Mole took it back and grabbed another one. “No? Maybe this? Knitted. Owner... died of… cancerous ulcers. I’ll give it to you at eight percent off.”

“That’s very generous.”

                Mole put that one on my lap.

                Mother says I picked it up, threw it at his feet and applauded myself.

                “Do you have anything cotton?” Mother asked. “My own blanket is cotton. Perhaps she takes after me.”

                “Of course. Let me—Oh! There she goes!”

                Mother says I took off like there was a flame under my bottom.

                I crawled to the far right corner of Mole’s Hole and dove into a pile of blankets.

                “They’re all discount,” Mole said. “Blankets with some extra wear in them, had more than one owner.”

                I emerged with a black and grey damask print blanket. I sucked on my thumb and pressed the blanket to my face like it had always been there to comfort and protect me.

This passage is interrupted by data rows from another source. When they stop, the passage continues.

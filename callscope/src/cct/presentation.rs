//! Read access to frozen trees.
//!
//! Two storage strategies sit behind the [`CctTree`] trait:
//!
//! - **Backed**: [`CctContainer`](super::container::CctContainer), an arena
//!   whose child lists are contiguous ranges of one shared edge vector.
//!   Immutable once built and freely shareable between reader threads.
//! - **Free-standing**: [`FreeTree`], built node by node (reverse trees,
//!   merged views) and sortable in place.
//!
//! [`PrestimeNode`] is a cheap cursor over either. When a node has children
//! and non-zero self time, the cursor adds a synthetic "Self time" child so
//! that a node's children always sum up to its total time.

// Percentages intentionally convert i64 times to f64
#![allow(clippy::cast_precision_loss)]

use std::cmp::Ordering;
use std::collections::HashMap;
use std::sync::Arc;

use crate::domain::{MethodId, ThreadId, TimerDomain, View};
use crate::profiling::methods::{MapperLock, MethodInfo, MethodInfoMapper};

/// Name shown for the synthetic self-time child
pub const SELF_TIME_NAME: &str = "Self time";

/// Name shown for the merged all-threads root
pub const ALL_THREADS_NAME: &str = "All threads";

bitflags::bitflags! {
    /// Cross-cutting node properties, orthogonal to the node's id
    #[derive(Debug, Clone, Copy, PartialEq, Eq, Hash, Default)]
    pub struct NodeFlags: u8 {
        /// Per-thread root (or the merged all-threads root)
        const THREAD = 1 << 0;
        /// Synthetic child carrying its parent's self time
        const SELF_TIME = 1 << 1;
        /// Reverse-tree node: stats of calls reaching the selected method
        /// through this caller path
        const CONTEXT_CALLS = 1 << 2;
    }
}

/// Per-node statistics shared by both storage strategies
///
/// Times are microseconds. Index 0 is absolute time, 1 thread CPU time.
#[derive(Debug, Clone, Default, PartialEq, Eq)]
pub struct NodeData {
    /// Method, class or package id depending on the view; 0 for thread nodes
    pub id: u32,
    /// Set on per-thread roots
    pub thread: Option<ThreadId>,
    pub flags: NodeFlags,
    pub n_calls: u32,
    pub self_time: [i64; 2],
    pub total_time: [i64; 2],
    pub wait_time0: i64,
    pub sleep_time0: i64,
}

impl NodeData {
    pub(crate) fn add_stats(&mut self, other: &NodeData) {
        self.n_calls = self.n_calls.saturating_add(other.n_calls);
        for d in 0..2 {
            self.self_time[d] += other.self_time[d];
            self.total_time[d] += other.total_time[d];
        }
        self.wait_time0 += other.wait_time0;
        self.sleep_time0 += other.sleep_time0;
    }
}

/// Display names of the ids used by one view
///
/// Captured when a snapshot is taken so that names stay stable after the
/// host's method tables move on.
#[derive(Debug, Clone, Default)]
pub struct MethodNames {
    entries: HashMap<u32, MethodInfo>,
}

impl MethodNames {
    #[must_use]
    pub fn new() -> Self {
        Self::default()
    }

    /// Resolve `ids` through `mapper` inside one lock/unlock bracket
    pub fn from_mapper(mapper: &dyn MethodInfoMapper, ids: impl IntoIterator<Item = u32>) -> Self {
        let _lock = MapperLock::new(mapper, false);
        let mut names = Self::new();
        for id in ids {
            if id == MethodId::THREAD.0 || names.entries.contains_key(&id) {
                continue;
            }
            let info = mapper.method_info(MethodId(id)).unwrap_or_else(|| {
                MethodInfo::new(
                    format!("<unknown class #{id}>"),
                    format!("<unknown method #{id}>"),
                    "",
                )
            });
            names.entries.insert(id, info);
        }
        names
    }

    pub fn insert(&mut self, id: u32, info: MethodInfo) {
        self.entries.insert(id, info);
    }

    #[must_use]
    pub fn info(&self, id: u32) -> Option<&MethodInfo> {
        self.entries.get(&id)
    }

    /// Every (id, info) pair in id order
    #[must_use]
    pub fn sorted_entries(&self) -> Vec<(u32, &MethodInfo)> {
        let mut entries: Vec<_> = self.entries.iter().map(|(id, info)| (*id, info)).collect();
        entries.sort_unstable_by_key(|(id, _)| *id);
        entries
    }

    /// Method view shows `Class.method(sig)`; class and package views show
    /// the aggregated name only
    #[must_use]
    pub fn display_name(&self, id: u32, view: View) -> String {
        match (self.entries.get(&id), view) {
            (Some(info), View::Method) => info.display_name(),
            (Some(info), View::Class | View::Package) => info.class_name.clone(),
            (None, _) => format!("<unknown #{id}>"),
        }
    }
}

/// Orderings for presentation children and flat profile rows
#[derive(Debug, Clone, Copy, PartialEq, Eq)]
pub enum SortBy {
    Name,
    SelfTime(TimerDomain),
    TotalTime(TimerDomain),
    Invocations,
}

/// Uniform read access to a frozen tree
pub trait CctTree: Send + Sync {
    fn root_index(&self) -> usize;

    fn node_data(&self, idx: usize) -> &NodeData;

    fn child_indices(&self, idx: usize) -> &[u32];

    fn view(&self) -> View;

    fn names(&self) -> &MethodNames;

    /// Thread names for nodes flagged [`NodeFlags::THREAD`]
    fn thread_label(&self, thread: ThreadId) -> Option<&str>;

    /// Denominator of percentages: total time of the whole tree
    fn whole_graph_net_time(&self, domain: TimerDomain) -> i64;

    fn collecting_two_timestamps(&self) -> bool;

    fn node_count(&self) -> usize;

    /// Display name of a stored node
    fn node_name(&self, idx: usize) -> String {
        let data = self.node_data(idx);
        if data.flags.contains(NodeFlags::SELF_TIME) {
            return SELF_TIME_NAME.to_string();
        }
        if data.flags.contains(NodeFlags::THREAD) {
            return match data.thread {
                Some(t) => self
                    .thread_label(t)
                    .map_or_else(|| t.to_string(), str::to_string),
                None => ALL_THREADS_NAME.to_string(),
            };
        }
        self.names().display_name(data.id, self.view())
    }

    /// Cursor at the root
    fn root_node(&self) -> PrestimeNode<'_>
    where
        Self: Sized,
    {
        PrestimeNode::new(self, self.root_index())
    }
}

/// Cursor over one node of a [`CctTree`]
#[derive(Clone, Copy)]
pub struct PrestimeNode<'a> {
    tree: &'a dyn CctTree,
    idx: usize,
    /// Synthetic self-time child of `idx`
    self_time_child: bool,
}

impl std::fmt::Debug for PrestimeNode<'_> {
    fn fmt(&self, f: &mut std::fmt::Formatter<'_>) -> std::fmt::Result {
        f.debug_struct("PrestimeNode")
            .field("name", &self.name())
            .field("n_calls", &self.n_calls())
            .field("total_time0", &self.total_time(TimerDomain::Absolute))
            .finish_non_exhaustive()
    }
}

impl<'a> PrestimeNode<'a> {
    #[must_use]
    pub fn new(tree: &'a dyn CctTree, idx: usize) -> Self {
        Self {
            tree,
            idx,
            self_time_child: false,
        }
    }

    fn data(&self) -> &'a NodeData {
        self.tree.node_data(self.idx)
    }

    /// Index of the backing node (the parent for a synthetic self-time child)
    #[must_use]
    pub fn index(&self) -> usize {
        self.idx
    }

    #[must_use]
    pub fn tree(&self) -> &'a dyn CctTree {
        self.tree
    }

    #[must_use]
    pub fn name(&self) -> String {
        if self.self_time_child {
            SELF_TIME_NAME.to_string()
        } else {
            self.tree.node_name(self.idx)
        }
    }

    /// Method/class/package id; 0 for thread and self-time nodes
    #[must_use]
    pub fn id(&self) -> u32 {
        if self.self_time_child || self.is_thread_node() {
            0
        } else {
            self.data().id
        }
    }

    #[must_use]
    pub fn thread_id(&self) -> Option<ThreadId> {
        self.data().thread
    }

    #[must_use]
    pub fn flags(&self) -> NodeFlags {
        if self.self_time_child {
            NodeFlags::SELF_TIME
        } else {
            self.data().flags
        }
    }

    #[must_use]
    pub fn is_thread_node(&self) -> bool {
        !self.self_time_child && self.data().flags.contains(NodeFlags::THREAD)
    }

    #[must_use]
    pub fn is_self_time_node(&self) -> bool {
        self.flags().contains(NodeFlags::SELF_TIME)
    }

    #[must_use]
    pub fn is_context_calls_node(&self) -> bool {
        self.flags().contains(NodeFlags::CONTEXT_CALLS)
    }

    #[must_use]
    pub fn n_calls(&self) -> u32 {
        self.data().n_calls
    }

    #[must_use]
    pub fn self_time(&self, domain: TimerDomain) -> i64 {
        self.data().self_time[domain.index()]
    }

    /// Total time; for a self-time child this is the parent's self time
    #[must_use]
    pub fn total_time(&self, domain: TimerDomain) -> i64 {
        let data = self.data();
        if self.self_time_child {
            data.self_time[domain.index()]
        } else {
            data.total_time[domain.index()]
        }
    }

    /// Total time as a share of the whole tree, 0.0 - 100.0
    #[must_use]
    pub fn total_time_percent(&self, domain: TimerDomain) -> f64 {
        let whole = self.tree.whole_graph_net_time(domain);
        if whole == 0 {
            0.0
        } else {
            self.total_time(domain) as f64 * 100.0 / whole as f64
        }
    }

    #[must_use]
    pub fn wait_time0(&self) -> i64 {
        if self.self_time_child {
            0
        } else {
            self.data().wait_time0
        }
    }

    #[must_use]
    pub fn sleep_time0(&self) -> i64 {
        if self.self_time_child {
            0
        } else {
            self.data().sleep_time0
        }
    }

    fn has_self_time_child(&self) -> bool {
        if self.self_time_child {
            return false;
        }
        let Some(first) = self.tree.child_indices(self.idx).first() else {
            return false;
        };
        let data = self.data();
        // Caller paths of a reverse tree have no self time of their own
        let context = NodeFlags::CONTEXT_CALLS;
        if data.flags.contains(context) || self.tree.node_data(*first as usize).flags.contains(context) {
            return false;
        }
        data.self_time[0] > 0 || data.self_time[1] > 0
    }

    #[must_use]
    pub fn n_children(&self) -> usize {
        if self.self_time_child {
            return 0;
        }
        self.tree.child_indices(self.idx).len() + usize::from(self.has_self_time_child())
    }

    /// Stored children followed by the synthetic self-time child, if any
    #[must_use]
    pub fn children(&self) -> Vec<PrestimeNode<'a>> {
        if self.self_time_child {
            return Vec::new();
        }
        let mut out: Vec<PrestimeNode<'a>> = self
            .tree
            .child_indices(self.idx)
            .iter()
            .map(|c| PrestimeNode::new(self.tree, *c as usize))
            .collect();
        if self.has_self_time_child() {
            out.push(PrestimeNode {
                tree: self.tree,
                idx: self.idx,
                self_time_child: true,
            });
        }
        out
    }

    /// Child whose name equals `name`
    #[must_use]
    pub fn child_named(&self, name: &str) -> Option<PrestimeNode<'a>> {
        self.children().into_iter().find(|c| c.name() == name)
    }

    /// Follow a path of names from this node
    #[must_use]
    pub fn find_path(&self, names: &[&str]) -> Option<PrestimeNode<'a>> {
        let mut cur = *self;
        for name in names {
            cur = cur.child_named(name)?;
        }
        Some(cur)
    }

    /// Class name and signature of the method behind this node
    #[must_use]
    pub fn method_info(&self) -> Option<&'a MethodInfo> {
        if self.self_time_child || self.is_thread_node() {
            return None;
        }
        self.tree.names().info(self.data().id)
    }
}

/// Free-standing tree, built incrementally
#[derive(Debug, Clone)]
pub struct FreeTree {
    nodes: Vec<NodeData>,
    children: Vec<Vec<u32>>,
    names: Arc<MethodNames>,
    view: View,
    thread_names: Arc<Vec<(ThreadId, String)>>,
    whole_graph_net_time: [i64; 2],
    collecting_two_timestamps: bool,
}

impl FreeTree {
    #[must_use]
    pub fn new(
        root: NodeData,
        names: Arc<MethodNames>,
        view: View,
        thread_names: Arc<Vec<(ThreadId, String)>>,
        whole_graph_net_time: [i64; 2],
        collecting_two_timestamps: bool,
    ) -> Self {
        Self {
            nodes: vec![root],
            children: vec![Vec::new()],
            names,
            view,
            thread_names,
            whole_graph_net_time,
            collecting_two_timestamps,
        }
    }

    pub fn add_child(&mut self, parent: usize, data: NodeData) -> usize {
        let idx = self.nodes.len();
        self.nodes.push(data);
        self.children.push(Vec::new());
        self.children[parent].push(u32::try_from(idx).unwrap_or(u32::MAX));
        idx
    }

    /// Child of `parent` with the given id and flags
    #[must_use]
    pub fn find_child(&self, parent: usize, id: u32, flags: NodeFlags) -> Option<usize> {
        self.children[parent]
            .iter()
            .map(|c| *c as usize)
            .find(|c| self.nodes[*c].id == id && self.nodes[*c].flags == flags)
    }

    pub fn node_mut(&mut self, idx: usize) -> &mut NodeData {
        &mut self.nodes[idx]
    }

    /// Sort every child list of the tree
    pub fn sort_children(&mut self, by: SortBy, descending: bool) {
        let mut lists = std::mem::take(&mut self.children);
        for list in &mut lists {
            list.sort_by(|a, b| {
                let ord = compare_nodes(self, *a as usize, *b as usize, by);
                if descending {
                    ord.reverse()
                } else {
                    ord
                }
            });
        }
        self.children = lists;
    }
}

fn compare_nodes(tree: &dyn CctTree, a: usize, b: usize, by: SortBy) -> Ordering {
    let (da, db) = (tree.node_data(a), tree.node_data(b));
    match by {
        SortBy::Name => tree.node_name(a).cmp(&tree.node_name(b)),
        SortBy::SelfTime(d) => da.self_time[d.index()].cmp(&db.self_time[d.index()]),
        SortBy::TotalTime(d) => da.total_time[d.index()].cmp(&db.total_time[d.index()]),
        SortBy::Invocations => da.n_calls.cmp(&db.n_calls),
    }
}

impl CctTree for FreeTree {
    fn root_index(&self) -> usize {
        0
    }

    fn node_data(&self, idx: usize) -> &NodeData {
        &self.nodes[idx]
    }

    fn child_indices(&self, idx: usize) -> &[u32] {
        &self.children[idx]
    }

    fn view(&self) -> View {
        self.view
    }

    fn names(&self) -> &MethodNames {
        &self.names
    }

    fn thread_label(&self, thread: ThreadId) -> Option<&str> {
        self.thread_names
            .iter()
            .find(|(t, _)| *t == thread)
            .map(|(_, n)| n.as_str())
    }

    fn whole_graph_net_time(&self, domain: TimerDomain) -> i64 {
        self.whole_graph_net_time[domain.index()]
    }

    fn collecting_two_timestamps(&self) -> bool {
        self.collecting_two_timestamps
    }

    fn node_count(&self) -> usize {
        self.nodes.len()
    }
}
//! Reverse (caller) trees.
//!
//! The root stands for one method and carries the stats of all its
//! occurrences. Each child path walks from an occurrence up through its
//! callers, stopping below the thread node; paths through the same callers
//! share nodes.

use std::sync::Arc;

use crate::cct::presentation::{CctTree, FreeTree, NodeData, NodeFlags};
use crate::domain::{ThreadId, TimerDomain};

/// Build the caller tree of `method` over `tree`; None if the method never
/// occurs
#[must_use]
pub fn build_reverse_tree(
    tree: &dyn CctTree,
    method: u32,
    thread_names: Arc<Vec<(ThreadId, String)>>,
) -> Option<FreeTree> {
    let mut reverse: Option<FreeTree> = None;
    // Ancestors of the node being visited, outermost first
    let mut path: Vec<usize> = Vec::new();
    // Occurrences of `method` on the current path
    let mut nesting = 0u32;
    let mut work = vec![(tree.root_index(), false)];

    while let Some((idx, leaving)) = work.pop() {
        let data = tree.node_data(idx);
        let is_target = data.id == method && !data.flags.intersects(NodeFlags::THREAD | NodeFlags::SELF_TIME);

        if leaving {
            path.pop();
            if is_target {
                nesting -= 1;
            }
            continue;
        }

        if is_target {
            // Total time counts once per outermost occurrence
            let contribution = NodeData {
                id: method,
                n_calls: data.n_calls,
                self_time: data.self_time,
                total_time: if nesting == 0 { data.total_time } else { [0; 2] },
                wait_time0: data.wait_time0,
                sleep_time0: data.sleep_time0,
                ..NodeData::default()
            };
            let rev = reverse.get_or_insert_with(|| {
                FreeTree::new(
                    NodeData {
                        id: method,
                        ..NodeData::default()
                    },
                    Arc::new(tree.names().clone()),
                    tree.view(),
                    Arc::clone(&thread_names),
                    [
                        tree.whole_graph_net_time(TimerDomain::Absolute),
                        tree.whole_graph_net_time(TimerDomain::ThreadCpu),
                    ],
                    tree.collecting_two_timestamps(),
                )
            });
            rev.node_mut(0).add_stats(&contribution);

            let mut cur = 0;
            for ancestor in path.iter().rev() {
                let caller = tree.node_data(*ancestor);
                if caller.flags.contains(NodeFlags::THREAD) {
                    break;
                }
                cur = match rev.find_child(cur, caller.id, NodeFlags::CONTEXT_CALLS) {
                    Some(existing) => existing,
                    None => rev.add_child(
                        cur,
                        NodeData {
                            id: caller.id,
                            flags: NodeFlags::CONTEXT_CALLS,
                            ..NodeData::default()
                        },
                    ),
                };
                rev.node_mut(cur).add_stats(&contribution);
            }
            nesting += 1;
        }

        path.push(idx);
        work.push((idx, true));
        for child in tree.child_indices(idx).iter().rev() {
            work.push((*child as usize, false));
        }
    }

    reverse
}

                “That was quick.” Mole said. “Must be a good match, bonded pretty strong.” He took the blanket from me and I wailed like a naked newborn.

                Mole’s face went white.

                “Is there something wrong?”

                “I—I don’t know how this got here. Tag says the blanket failed its last owner. Woman, 32 years old, killed by a monster hiding under her bed.

                I continued to scream.

                Mother clutched her heart. “Ramsey chose a broken blanket?”

                “I’m so sorry. We could give her another one, but—”

                “But it’s too late. She’s already bonded with that one.” Mother took the blanket from Mole and rubbed the fabric between her fingers. It was ratty and filled with holes. “This won’t protect her. She’ll never be truly safe in the night.”

                “I’m so sorry. I don’t know what to do.”

                Mother gave me the blanket and I stopped crying. “What’s done is done. We’ll buy this one, but I must caution you to take stock of your inventory and remove anything that shouldn’t be given to children.”

                “Of course.”

                We left Mole’s Hole. I carried my blanket and Mother carried me. She insists she maintained her composure on the train ride home and I’ve never doubted her.

                And so life passed by without incident until the night I was three years, six months and two days old. Mother heard a scream from my bedroom and rushed down the hall in her puce nightgown.

                When she opened the door, a shadow monster lay writhing on the floor, hog tied by my blanket. It had been hiding behind my curtains. She says that I stood above it, bolder than a bull, laughing as it couched black spots onto the floor.

                She scooped me up, carried me from my room and shut my door. In the morning, the sun came and light streamed through my bedroom window. She wouldn’t let me back inside until after noon. When I went back, the shadow monster had burned away, leaving ashes on the rug. My blanket lay on the floor, still twisted up.

                My name is Ramsey. This is my story as the first monster hunter.